Policymakers in the United States are currently debating reforms to state entitlement programs, with some arguing that the country should raise the entire retirement age. The Congressional Budget Office predicts that the retirement trust funds will become insolvent in 2032. While this does not imply the system will go bankrupt, it may result in a 20% drop in payments across the board.
According to Alicia Munnell, director of Boston College’s Center for Retirement Studies, these changes would harm both present and future recipients.” She believes that something must be done. The solution is to either increase income or decrease payments.
What is the need for Social Security reform?
Because the United States population is aging and fertility rates are declining, younger People are contributing less tax income to support the Social Security benefits of older generations.
Several Republicans believe that increasing the full retirement age might be a viable answer. The Republican Study Committee, a House Republican caucus, has called for increasing the retirement age for both Social Security and Medicare. However, no legislation has been submitted.

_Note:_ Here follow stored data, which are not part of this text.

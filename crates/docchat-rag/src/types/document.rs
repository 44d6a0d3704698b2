//! Document and chunk types with source tracking

use serde::{Deserialize, Serialize};
use std::fmt;

use crate::error::{Error, Result};

/// Supported document formats
#[derive(Debug, Clone, Copy, Serialize, Deserialize, PartialEq, Eq, Hash)]
#[serde(rename_all = "lowercase")]
pub enum FileType {
    /// PDF document
    Pdf,
    /// Microsoft Word document (.docx)
    Docx,
    /// Plain UTF-8 text
    Txt,
}

impl FileType {
    /// Resolve a declared format tag (`pdf`, `docx`, `txt`), case-insensitive
    pub fn from_extension(ext: &str) -> Result<Self> {
        match ext.trim().to_lowercase().as_str() {
            "pdf" => Ok(Self::Pdf),
            "docx" => Ok(Self::Docx),
            "txt" => Ok(Self::Txt),
            "" => Err(Error::UnsupportedFormat("missing file extension".to_string())),
            other => Err(Error::UnsupportedFormat(other.to_string())),
        }
    }

    /// Resolve the format from a filename's last extension
    pub fn from_filename(filename: &str) -> Result<Self> {
        match filename.rsplit_once('.') {
            Some((_, ext)) => Self::from_extension(ext),
            None => Self::from_extension(""),
        }
    }

    /// Lowercase format tag
    pub fn as_str(&self) -> &'static str {
        match self {
            Self::Pdf => "pdf",
            Self::Docx => "docx",
            Self::Txt => "txt",
        }
    }
}

impl fmt::Display for FileType {
    fn fmt(&self, f: &mut fmt::Formatter<'_>) -> fmt::Result {
        f.write_str(self.as_str())
    }
}

/// A document during ingestion: its source identifier and extracted text
#[derive(Debug, Clone)]
pub struct Document {
    /// Source identifier (the uploaded filename)
    pub source: String,
    /// Declared format
    pub file_type: FileType,
    /// Extracted plain text
    pub text: String,
}

impl Document {
    /// Create a new document
    pub fn new(source: impl Into<String>, file_type: FileType, text: impl Into<String>) -> Self {
        Self {
            source: source.into(),
            file_type,
            text: text.into(),
        }
    }

    /// Number of whitespace-separated words
    pub fn word_count(&self) -> usize {
        self.text.split_whitespace().count()
    }
}

/// A contiguous word window of a source document; the retrieval unit
#[derive(Debug, Clone, PartialEq, Eq, Serialize, Deserialize)]
pub struct Chunk {
    /// Chunk text, words joined by single spaces
    pub text: String,
    /// Source document identifier
    pub source: String,
    /// Zero-based index of this chunk within its source
    pub position: usize,
}

impl Chunk {
    /// Create a new chunk
    pub fn new(text: String, source: impl Into<String>, position: usize) -> Self {
        Self {
            text,
            source: source.into(),
            position,
        }
    }

    /// Index key of this chunk
    pub fn key(&self) -> ChunkKey {
        ChunkKey {
            source: self.source.clone(),
            position: self.position,
        }
    }

    /// Source reference used in answers
    pub fn source_ref(&self) -> ChunkSource {
        ChunkSource {
            source: self.source.clone(),
            position: self.position,
        }
    }
}

/// Unique key of an indexed chunk
#[derive(Debug, Clone, PartialEq, Eq, Hash)]
pub struct ChunkKey {
    pub source: String,
    pub position: usize,
}

/// `{source, position}` metadata returned alongside answers
#[derive(Debug, Clone, PartialEq, Eq, Serialize, Deserialize)]
pub struct ChunkSource {
    /// Source document identifier
    pub source: String,
    /// Chunk position within the source
    pub position: usize,
}

#[cfg(test)]
mod tests {
    use super::*;

    #[test]
    fn test_file_type_from_extension() {
        assert_eq!(FileType::from_extension("pdf").unwrap(), FileType::Pdf);
        assert_eq!(FileType::from_extension("DOCX").unwrap(), FileType::Docx);
        assert_eq!(FileType::from_extension("txt").unwrap(), FileType::Txt);

        assert!(matches!(
            FileType::from_extension("xlsx"),
            Err(Error::UnsupportedFormat(ext)) if ext == "xlsx"
        ));
    }

    #[test]
    fn test_file_type_from_filename() {
        assert_eq!(FileType::from_filename("report.final.PDF").unwrap(), FileType::Pdf);
        assert_eq!(FileType::from_filename("notes.txt").unwrap(), FileType::Txt);
        assert!(matches!(
            FileType::from_filename("README"),
            Err(Error::UnsupportedFormat(_))
        ));
        assert!(FileType::from_filename("legacy.doc").is_err());
    }

    #[test]
    fn test_chunk_key_and_source_ref() {
        let chunk = Chunk::new("some words".to_string(), "a.txt", 2);
        assert_eq!(
            chunk.key(),
            ChunkKey { source: "a.txt".to_string(), position: 2 }
        );
        assert_eq!(
            chunk.source_ref(),
            ChunkSource { source: "a.txt".to_string(), position: 2 }
        );
    }
}
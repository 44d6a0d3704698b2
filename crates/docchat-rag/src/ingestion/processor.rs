//! Ingestion pipeline orchestration

use crate::error::Result;
use crate::types::{Chunk, Document, FileType};

use super::chunker::WordChunker;
use super::parser::FileParser;

/// Extract + chunk one document
#[derive(Debug, Clone, Default)]
pub struct IngestPipeline {
    chunker: WordChunker,
}

impl IngestPipeline {
    /// Create a new ingestion pipeline
    pub fn new(chunker: WordChunker) -> Self {
        Self { chunker }
    }

    /// The chunker in use
    pub fn chunker(&self) -> &WordChunker {
        &self.chunker
    }

    /// Extract a document's text, resolving the format from its filename
    pub fn extract(&self, filename: &str, data: &[u8]) -> Result<Document> {
        let file_type = FileType::from_filename(filename)?;
        self.extract_as(filename, file_type, data)
    }

    /// Extract a document's text with an explicitly declared format
    pub fn extract_as(&self, filename: &str, file_type: FileType, data: &[u8]) -> Result<Document> {
        let parsed = FileParser::parse(file_type, filename, data)?;
        tracing::debug!(
            "Extracted {} chars from {} ({}, sha256 {}, pages {:?})",
            parsed.content.len(),
            filename,
            file_type,
            &parsed.content_hash[..12],
            parsed.total_pages
        );
        Ok(Document::new(filename, file_type, parsed.content))
    }

    /// Split a document into positioned chunks
    pub fn create_chunks(&self, doc: &Document) -> Vec<Chunk> {
        self.chunker.chunk(&doc.source, &doc.text)
    }

    /// Full ingestion: extract + chunk
    pub fn ingest(&self, filename: &str, data: &[u8]) -> Result<(Document, Vec<Chunk>)> {
        let doc = self.extract(filename, data)?;
        let chunks = self.create_chunks(&doc);
        tracing::debug!(
            "{}: {} words -> {} chunks",
            filename,
            doc.word_count(),
            chunks.len()
        );
        Ok((doc, chunks))
    }
}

Nikki Haley, Former South Carolina governor, is a potential presidential contender in the 2024 election, stating earlier this month that she supported raising the retirement age for people in their twenties. Several Republicans have also suggested that Congress consider raising the retirement age for younger generations, including Louisiana Sen. John Kennedy and South Carolina Rep. Nancy Mace.
What is the average retirement age, and what happens if it increases?
People can currently retire as early as 62 and get lower benefits. Although the “full retirement age” for persons born in 1960 and after is officially 67, the largest benefits are not granted until age 70 under the Delayed Retirement Credit.
Several provisions are linked to the full retirement age, if raised, will affect widows and spouses and lead to a reduction of benefits.
While the term full retirement age is deceptive since it is not linked to the official retirement age, raising the full retirement age might reduce the benefit for retirees. According to the independent research and policy institute Center for Budget and Policy Priorities, raising the full retirement age to 70 would result in an almost 20% reduction in benefits.
While some white-collar professionals may easily work another couple of years before retiring, individuals in physically demanding occupations are more inclined to retire early and suffer a pay loss. If the retirement age rises, the reduction will be substantially more severe.
Those who claim Social Security benefits at 62 currently receive 70% of the payments available at 67. According to Munnell, if the retirement age were raised to 70, those employees would get just 55% of the benefits.
It disproportionately affects the most disadvantaged, she explained.
Another option for politicians is to increase funding for Social Security.
Others are considering raising the payroll tax. Presently, the tax only applies to wages of up to $160,200, with a 6.2% tax rate for employees and employers and a 12.4% tax rate for self-employed individuals.
Senators Elizabeth Warren and Bernie Sanders presented legislation last month that would extend the payroll tax on salaries exceeding $250,000.
According to Mark Iwry, former senior assistant to the Secretary of the Treasury, another possibility is to raise the tax rate on businesses and employees.
Iwry said that every viable solution has trade-offs. Tax increases are “usually unpleasant and unpopular.” In addition, Iwry advised that tax increases for Social Security could hinder tax increases for other high-priority purposes, such as Medicare, the war with Ukraine, or climate change.
Invest in private-sector stocks and bonds
Another proposal is to invest at least a portion of Social Security reserves in private-sector stocks and bonds, which tend to produce higher long-term returns. However, this raises concerns that it may reduce benefits during market downturns.
While benefits are unlikely to be lowered this decade, Iwry believes lawmakers should address the matter as soon as feasible.
According to Iwry, the longer it takes to come up with a solution to avoid those benefit cuts, the higher the price will be.
While retirement may not be on the minds of those in their 30s or younger, Craig Copeland, director of wealth benefits research at the Employee Benefit Research Institute, advises them to be aware that Social Security is likely to change and to plan.
This could imply putting aside more money for retirement, planning to work longer hours, or devising a way to “phase through” retirement by working part-time after retiring.